# What to work on
Lines holding the word "payload" must be located in the listing below and copied.

# Exercise input
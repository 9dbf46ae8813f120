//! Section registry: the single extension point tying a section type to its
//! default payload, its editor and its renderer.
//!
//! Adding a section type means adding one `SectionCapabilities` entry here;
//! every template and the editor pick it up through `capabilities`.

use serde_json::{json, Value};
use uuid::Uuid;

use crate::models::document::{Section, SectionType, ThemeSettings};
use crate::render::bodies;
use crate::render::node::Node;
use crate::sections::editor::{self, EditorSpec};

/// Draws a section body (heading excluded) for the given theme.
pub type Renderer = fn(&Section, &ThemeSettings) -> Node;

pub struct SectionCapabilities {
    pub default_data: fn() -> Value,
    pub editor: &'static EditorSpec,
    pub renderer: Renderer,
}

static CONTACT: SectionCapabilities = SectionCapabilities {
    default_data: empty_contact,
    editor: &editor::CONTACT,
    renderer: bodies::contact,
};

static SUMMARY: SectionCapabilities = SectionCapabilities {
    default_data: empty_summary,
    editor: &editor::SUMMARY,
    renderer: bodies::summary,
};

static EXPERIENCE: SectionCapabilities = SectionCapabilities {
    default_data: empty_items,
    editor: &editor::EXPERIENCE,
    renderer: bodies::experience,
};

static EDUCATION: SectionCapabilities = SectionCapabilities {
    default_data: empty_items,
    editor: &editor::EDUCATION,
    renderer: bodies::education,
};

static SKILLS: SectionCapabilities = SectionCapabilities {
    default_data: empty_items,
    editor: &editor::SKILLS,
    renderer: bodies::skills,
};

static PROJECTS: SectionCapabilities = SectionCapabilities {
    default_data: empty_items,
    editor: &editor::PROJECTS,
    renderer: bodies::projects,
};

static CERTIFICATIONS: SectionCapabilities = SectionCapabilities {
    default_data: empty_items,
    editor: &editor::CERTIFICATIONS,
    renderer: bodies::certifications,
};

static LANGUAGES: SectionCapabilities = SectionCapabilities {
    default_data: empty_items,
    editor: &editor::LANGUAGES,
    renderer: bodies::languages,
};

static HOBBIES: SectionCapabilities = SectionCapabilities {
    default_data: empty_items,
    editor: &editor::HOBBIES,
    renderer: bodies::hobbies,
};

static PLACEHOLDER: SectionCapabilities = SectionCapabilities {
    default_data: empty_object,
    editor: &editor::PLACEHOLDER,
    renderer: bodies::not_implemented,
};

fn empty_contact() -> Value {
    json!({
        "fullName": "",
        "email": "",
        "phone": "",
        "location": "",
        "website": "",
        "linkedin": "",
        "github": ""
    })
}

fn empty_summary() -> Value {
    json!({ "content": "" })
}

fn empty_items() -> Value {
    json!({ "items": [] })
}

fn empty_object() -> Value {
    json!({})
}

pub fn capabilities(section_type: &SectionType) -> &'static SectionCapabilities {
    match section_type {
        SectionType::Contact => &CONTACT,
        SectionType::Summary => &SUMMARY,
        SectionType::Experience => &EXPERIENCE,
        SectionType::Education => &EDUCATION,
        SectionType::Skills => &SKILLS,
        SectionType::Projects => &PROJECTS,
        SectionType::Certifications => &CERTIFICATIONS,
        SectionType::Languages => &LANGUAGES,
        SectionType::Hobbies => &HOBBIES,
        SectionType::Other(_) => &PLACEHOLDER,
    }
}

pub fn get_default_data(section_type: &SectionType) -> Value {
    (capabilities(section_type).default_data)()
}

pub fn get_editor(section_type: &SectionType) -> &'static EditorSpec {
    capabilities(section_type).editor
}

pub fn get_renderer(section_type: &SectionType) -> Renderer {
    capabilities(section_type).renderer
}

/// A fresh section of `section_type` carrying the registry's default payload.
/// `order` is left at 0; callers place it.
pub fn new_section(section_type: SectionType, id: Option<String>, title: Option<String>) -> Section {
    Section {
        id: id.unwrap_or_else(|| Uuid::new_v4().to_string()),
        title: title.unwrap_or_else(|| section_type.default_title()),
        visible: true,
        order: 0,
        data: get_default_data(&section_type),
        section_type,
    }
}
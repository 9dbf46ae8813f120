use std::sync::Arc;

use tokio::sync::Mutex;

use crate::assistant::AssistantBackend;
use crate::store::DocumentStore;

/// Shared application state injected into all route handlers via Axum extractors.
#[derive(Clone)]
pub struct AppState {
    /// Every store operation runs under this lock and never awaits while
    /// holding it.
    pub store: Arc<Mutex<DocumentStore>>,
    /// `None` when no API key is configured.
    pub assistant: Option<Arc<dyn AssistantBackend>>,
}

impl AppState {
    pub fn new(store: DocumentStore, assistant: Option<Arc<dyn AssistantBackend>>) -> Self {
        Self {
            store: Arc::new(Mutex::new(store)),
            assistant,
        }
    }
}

# Exercise response
//! default payload, its editor and its renderer.
/// A fresh section of `section_type` carrying the registry's default payload.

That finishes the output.